_Task details_
Would you print all of the entries word for word?

Dataset items
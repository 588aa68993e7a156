/*!
 * Error types for permsync
 */

use permsync_core_identity::{IdentityError, Uid};
use permsync_core_vpn::VpnError;
use permsync_interface::BackendError;
use std::fmt;
use std::io;

pub type Result<T> = std::result::Result<T, PermSyncError>;

#[derive(Debug)]
pub enum PermSyncError {
    /// Event received before `start_monitoring`
    NotMonitoring,

    /// Package registry does not know the package
    UnknownPackage(String),

    /// Package is not tracked for the UID named by the event
    PackageNotTracked { package: String, uid: Uid },

    /// Registry reports the package under a different app id than the event
    UidMismatch {
        package: String,
        event_uid: Uid,
        registry_uid: Uid,
    },

    /// Event names a user or UID outside the UID space
    Identity(IdentityError),

    /// VPN range tracking rejected the event
    Vpn(VpnError),

    /// Backend did not apply a command
    Backend {
        command: String,
        source: BackendError,
    },

    /// Configuration error
    Config(String),

    /// I/O error
    Io(io::Error),

    /// Monitor state lock was poisoned by a panicking thread
    LockPoisoned,

    /// Daemon task is gone
    DaemonStopped,
}

impl PermSyncError {
    /// Check if this error is fatal (the engine should not keep feeding events)
    pub fn is_fatal(&self) -> bool {
        match self {
            PermSyncError::Config(_) => true,
            PermSyncError::LockPoisoned => true,
            PermSyncError::DaemonStopped => true,

            // Recoverable: the next affecting event resends the right state
            PermSyncError::NotMonitoring => false,
            PermSyncError::UnknownPackage(_) => false,
            PermSyncError::PackageNotTracked { .. } => false,
            PermSyncError::UidMismatch { .. } => false,
            PermSyncError::Identity(_) => false,
            PermSyncError::Vpn(_) => false,
            PermSyncError::Backend { .. } => false,
            PermSyncError::Io(_) => false,
        }
    }

    /// Get error category for logging and statistics
    pub fn category(&self) -> ErrorCategory {
        match self {
            PermSyncError::NotMonitoring
            | PermSyncError::UnknownPackage(_)
            | PermSyncError::PackageNotTracked { .. }
            | PermSyncError::UidMismatch { .. }
            | PermSyncError::Identity(_) => ErrorCategory::InputInconsistency,
            PermSyncError::Vpn(err) if err.is_invariant_violation() => {
                ErrorCategory::InvariantViolation
            }
            PermSyncError::Vpn(_) => ErrorCategory::InputInconsistency,
            PermSyncError::Backend { .. } => ErrorCategory::Backend,
            PermSyncError::Config(_) | PermSyncError::Io(_) => ErrorCategory::Configuration,
            PermSyncError::LockPoisoned | PermSyncError::DaemonStopped => {
                ErrorCategory::Concurrency
            }
        }
    }
}

/// Error category for classification and reporting
#[derive(Debug, Clone, Copy, PartialEq, Eq)]
pub enum ErrorCategory {
    /// Event references state the registry or engine does not have
    InputInconsistency,
    /// Filtering backend push failures
    Backend,
    /// Collaborator contract violations
    InvariantViolation,
    /// Configuration loading and validation
    Configuration,
    /// Locking and task lifecycle
    Concurrency,
}

impl fmt::Display for ErrorCategory {
    fn fmt(&self, f: &mut fmt::Formatter<'_>) -> fmt::Result {
        match self {
            ErrorCategory::InputInconsistency => write!(f, "input-inconsistency"),
            ErrorCategory::Backend => write!(f, "backend"),
            ErrorCategory::InvariantViolation => write!(f, "invariant-violation"),
            ErrorCategory::Configuration => write!(f, "configuration"),
            ErrorCategory::Concurrency => write!(f, "concurrency"),
        }
    }
}

impl fmt::Display for PermSyncError {
    fn fmt(&self, f: &mut fmt::Formatter<'_>) -> fmt::Result {
        match self {
            PermSyncError::NotMonitoring => {
                write!(f, "Permission monitoring has not been started")
            }
            PermSyncError::UnknownPackage(name) => {
                write!(f, "Unknown package: {}", name)
            }
            PermSyncError::PackageNotTracked { package, uid } => {
                write!(f, "Package {} is not tracked for uid {}", package, uid)
            }
            PermSyncError::UidMismatch {
                package,
                event_uid,
                registry_uid,
            } => {
                write!(
                    f,
                    "Package {} belongs to uid {}, event referenced uid {}",
                    package, registry_uid, event_uid
                )
            }
            PermSyncError::Identity(err) => {
                write!(f, "Identity error: {}", err)
            }
            PermSyncError::Vpn(err) => {
                write!(f, "VPN error: {}", err)
            }
            PermSyncError::Backend { command, source } => {
                write!(f, "Backend push failed for {}: {}", command, source)
            }
            PermSyncError::Config(msg) => {
                write!(f, "Configuration error: {}", msg)
            }
            PermSyncError::Io(err) => {
                write!(f, "I/O error: {}", err)
            }
            PermSyncError::LockPoisoned => {
                write!(f, "Monitor state lock poisoned")
            }
            PermSyncError::DaemonStopped => {
                write!(f, "Monitor daemon is not running")
            }
        }
    }
}

impl std::error::Error for PermSyncError {
    fn source(&self) -> Option<&(dyn std::error::Error + 'static)> {
        match self {
            PermSyncError::Io(err) => Some(err),
            PermSyncError::Identity(err) => Some(err),
            PermSyncError::Vpn(err) => Some(err),
            PermSyncError::Backend { source, .. } => Some(source),
            _ => None,
        }
    }
}

impl From<io::Error> for PermSyncError {
    fn from(err: io::Error) -> Self {
        PermSyncError::Io(err)
    }
}

impl From<IdentityError> for PermSyncError {
    fn from(err: IdentityError) -> Self {
        PermSyncError::Identity(err)
    }
}

impl From<VpnError> for PermSyncError {
    fn from(err: VpnError) -> Self {
        PermSyncError::Vpn(err)
    }
}

impl From<toml::de::Error> for PermSyncError {
    fn from(err: toml::de::Error) -> Self {
        PermSyncError::Config(format!("TOML parse error: {}", err))
    }
}

impl From<serde_json::Error> for PermSyncError {
    fn from(err: serde_json::Error) -> Self {
        PermSyncError::Config(format!("JSON encode error: {}", err))
    }
}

_Answer box_
repository 588aa68993e7a156
/*!
 * Error types for permsync
 */

use permsync_core_identity::{IdentityError, Uid};
use permsync_core_vpn::VpnError;
use permsync_interface::BackendError;
use std::fmt;
use std::io;

pub type Result<T> = std::result::Result<T, PermSyncError>;

#[derive(Debug)]
pub enum PermSyncError {
    /// Event received before `start_monitoring`
    NotMonitoring,

    /// Package registry does not know the package
    UnknownPackage(String),

    /// Package is not tracked for the UID named by the event
    PackageNotTracked { package: String, uid: Uid },

    /// Registry reports the package under a different app id than the event
    UidMismatch {
        package: String,
        event_uid: Uid,
        registry_uid: Uid,
    },

    /// Event names a user or UID outside the UID space
    Identity(IdentityError),

    /// VPN range tracking rejected the event
    Vpn(VpnError),

    /// Backend did not apply a command
    Backend {
        command: String,
        source: BackendError,
    },

    /// Configuration error
    Config(String),

    /// I/O error
    Io(io::Error),

    /// Monitor state lock was poisoned by a panicking thread
    LockPoisoned,

    /// Daemon task is gone
    DaemonStopped,
}

impl PermSyncError {
    /// Check if this error is fatal (the engine should not keep feeding events)
    pub fn is_fatal(&self) -> bool {
        match self {
            PermSyncError::Config(_) => true,
            PermSyncError::LockPoisoned => true,
            PermSyncError::DaemonStopped => true,

            // Recoverable: the next affecting event resends the right state
            PermSyncError::NotMonitoring => false,
            PermSyncError::UnknownPackage(_) => false,
            PermSyncError::PackageNotTracked { .. } => false,
            PermSyncError::UidMismatch { .. } => false,
            PermSyncError::Identity(_) => false,
            PermSyncError::Vpn(_) => false,
            PermSyncError::Backend { .. } => false,
            PermSyncError::Io(_) => false,
        }
    }

    /// Get error category for logging and statistics
    pub fn category(&self) -> ErrorCategory {
        match self {
            PermSyncError::NotMonitoring
            | PermSyncError::UnknownPackage(_)
            | PermSyncError::PackageNotTracked { .. }
            | PermSyncError::UidMismatch { .. }
            | PermSyncError::Identity(_) => ErrorCategory::InputInconsistency,
            PermSyncError::Vpn(err) if err.is_invariant_violation() => {
                ErrorCategory::InvariantViolation
            }
            PermSyncError::Vpn(_) => ErrorCategory::InputInconsistency,
            PermSyncError::Backend { .. } => ErrorCategory::Backend,
            PermSyncError::Config(_) | PermSyncError::Io(_) => ErrorCategory::Configuration,
            PermSyncError::LockPoisoned | PermSyncError::DaemonStopped => {
                ErrorCategory::Concurrency
            }
        }
    }
}

/// Error category for classification and reporting
#[derive(Debug, Clone, Copy, PartialEq, Eq)]
pub enum ErrorCategory {
    /// Event references state the registry or engine does not have
    InputInconsistency,
    /// Filtering backend push failures
    Backend,
    /// Collaborator contract violations
    InvariantViolation,
    /// Configuration loading and validation
    Configuration,
    /// Locking and task lifecycle
    Concurrency,
}

impl fmt::Display for ErrorCategory {
    fn fmt(&self, f: &mut fmt::Formatter<'_>) -> fmt::Result {
        match self {
            ErrorCategory::InputInconsistency => write!(f, "input-inconsistency"),
            ErrorCategory::Backend => write!(f, "backend"),
            ErrorCategory::InvariantViolation => write!(f, "invariant-violation"),
            ErrorCategory::Configuration => write!(f, "configuration"),
            ErrorCategory::Concurrency => write!(f, "concurrency"),
        }
    }
}

impl fmt::Display for PermSyncError {
    fn fmt(&self, f: &mut fmt::Formatter<'_>) -> fmt::Result {
        match self {
            PermSyncError::NotMonitoring => {
                write!(f, "Permission monitoring has not been started")
            }
            PermSyncError::UnknownPackage(name) => {
                write!(f, "Unknown package: {}", name)
            }
            PermSyncError::PackageNotTracked { package, uid } => {
                write!(f, "Package {} is not tracked for uid {}", package, uid)
            }
            PermSyncError::UidMismatch {
                package,
                event_uid,
                registry_uid,
            } => {
                write!(
                    f,
                    "Package {} belongs to uid {}, event referenced uid {}",
                    package, registry_uid, event_uid
                )
            }
            PermSyncError::Identity(err) => {
                write!(f, "Identity error: {}", err)
            }
            PermSyncError::Vpn(err) => {
                write!(f, "VPN error: {}", err)
            }
            PermSyncError::Backend { command, source } => {
                write!(f, "Backend push failed for {}: {}", command, source)
            }
            PermSyncError::Config(msg) => {
                write!(f, "Configuration error: {}", msg)
            }
            PermSyncError::Io(err) => {
                write!(f, "I/O error: {}", err)
            }
            PermSyncError::LockPoisoned => {
                write!(f, "Monitor state lock poisoned")
            }
            PermSyncError::DaemonStopped => {
                write!(f, "Monitor daemon is not running")
            }
        }
    }
}

impl std::error::Error for PermSyncError {
    fn source(&self) -> Option<&(dyn std::error::Error + 'static)> {
        match self {
            PermSyncError::Io(err) => Some(err),
            PermSyncError::Identity(err) => Some(err),
            PermSyncError::Vpn(err) => Some(err),
            PermSyncError::Backend { source, .. } => Some(source),
            _ => None,
        }
    }
}

impl From<io::Error> for PermSyncError {
    fn from(err: io::Error) -> Self {
        PermSyncError::Io(err)
    }
}

impl From<IdentityError> for PermSyncError {
    fn from(err: IdentityError) -> Self {
        PermSyncError::Identity(err)
    }
}

impl From<VpnError> for PermSyncError {
    fn from(err: VpnError) -> Self {
        PermSyncError::Vpn(err)
    }
}

impl From<toml::de::Error> for PermSyncError {
    fn from(err: toml::de::Error) -> Self {
        PermSyncError::Config(format!("TOML parse error: {}", err))
    }
}

impl From<serde_json::Error> for PermSyncError {
    fn from(err: serde_json::Error) -> Self {
        PermSyncError::Config(format!("JSON encode error: {}", err))
    }
}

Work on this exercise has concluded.